Economistas e redes ouvidas afirmam que a alta no preço do diesel (65% até outubro) pesa nos transportes feito pelas plataformas e por seus parceiros logísticos, e também há o efeito do custo de mão de obra especializada em tecnologia. Ambos pressionam despesas e comprimem a rentabilidade se a venda passa a desacelerar, como tem sido visto desde julho no varejo de bens duráveis. A
inflação no on-line é generalizada, e o combustível é um dos principais itens na matriz de custos, representando de 30% a 40% do valor dos fretes.

“Pesa nessa discussão o fato de grandes cadeias do varejo digital já terem apurado margens ruins no terceiro trimestre. Não dá para repetir esse desempenho no quarto trimestre, todo mundo seria penalizado pelo mercado acionário, que tem suas expectativas. Nós estamos com a política de proteção de margem no braço digital e corte de despesas no quarto trimestre”, disse José Guimarães, CEO da varejista de eletrônicos Novo Mundo, a maior do Centro-Oeste, que em novembro cresceu 3% em volume.

“Há na mesa hoje essa questão de fazer venda e ‘share’ ou fazer margem, e como equilibrar isso. Esses grandes sites podem conseguir ser mais rentáveis no quarto trimestre, e não crescer tanto em GMV [valor transacionado na plataforma]. Mas os acionistas dessa turma que está na bolsa querem ver venda também. É um cenário mais complexo hoje”, diz o CEO.

Magazine Luiza e Americanas perderam margem bruta de julho a setembro, e esse indicador deve voltar a ser foco de atenção do mercado no balanço de fim de ano.
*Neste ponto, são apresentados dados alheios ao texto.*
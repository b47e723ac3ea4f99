use thiserror::Error;

pub type Result<T> = std::result::Result<T, Error>;

#[derive(Error, Debug)]
pub enum Error {
    #[error("Invalid input: {0}")]
    InvalidInput(String),

    #[error("Video retrieval failed: {0}")]
    Retrieval(String),

    #[error("Inference failed: {0}")]
    Inference(String),

    #[error("Configuration error: {0}")]
    Config(String),

    #[error("Serialization error: {0}")]
    Serialization(#[from] serde_json::Error),

    #[error("YAML error: {0}")]
    Yaml(#[from] serde_yaml::Error),

    #[error("IO error: {0}")]
    Io(#[from] std::io::Error),

    #[error("Network error: {0}")]
    Network(#[from] reqwest::Error),

    #[error("Address parse error: {0}")]
    AddrParse(#[from] std::net::AddrParseError),

    #[error("Internal error: {0}")]
    Internal(String),
}

/// Coarse classification of an [`Error`], as reported to HTTP clients.
#[derive(Debug, Clone, Copy, PartialEq, Eq)]
pub enum ErrorKind {
    InvalidInput,
    RetrievalFailure,
    InferenceFailure,
    Internal,
}

impl ErrorKind {
    pub fn as_str(&self) -> &'static str {
        match self {
            Self::InvalidInput => "invalid_input",
            Self::RetrievalFailure => "retrieval_failure",
            Self::InferenceFailure => "inference_failure",
            Self::Internal => "internal",
        }
    }
}

impl Error {
    pub fn invalid_input(msg: impl Into<String>) -> Self {
        Self::InvalidInput(msg.into())
    }

    pub fn retrieval(msg: impl Into<String>) -> Self {
        Self::Retrieval(msg.into())
    }

    pub fn inference(msg: impl Into<String>) -> Self {
        Self::Inference(msg.into())
    }

    pub fn config(msg: impl Into<String>) -> Self {
        Self::Config(msg.into())
    }

    pub fn internal(msg: impl Into<String>) -> Self {
        Self::Internal(msg.into())
    }

    pub fn kind(&self) -> ErrorKind {
        match self {
            Self::InvalidInput(_) => ErrorKind::InvalidInput,
            Self::Retrieval(_) => ErrorKind::RetrievalFailure,
            Self::Inference(_) => ErrorKind::InferenceFailure,
            _ => ErrorKind::Internal,
        }
    }
}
Se as empresas intensificarem descontos para fazer venda, esse índice sente o efeito. Mas não há sinais claros de que as redes estão sendo mais agressivas neste momento. A expectativa de analistas é que essa intensidade de descontos perca força no Natal, e volte em janeiro. O Magazine já informou em novembro que irá reduzir excesso de estoques acumulados (fez provisão para essa perda de R$ 400 milhões), e o Valor apurou que isso deve ser feito de forma gradual, até fevereiro ou março.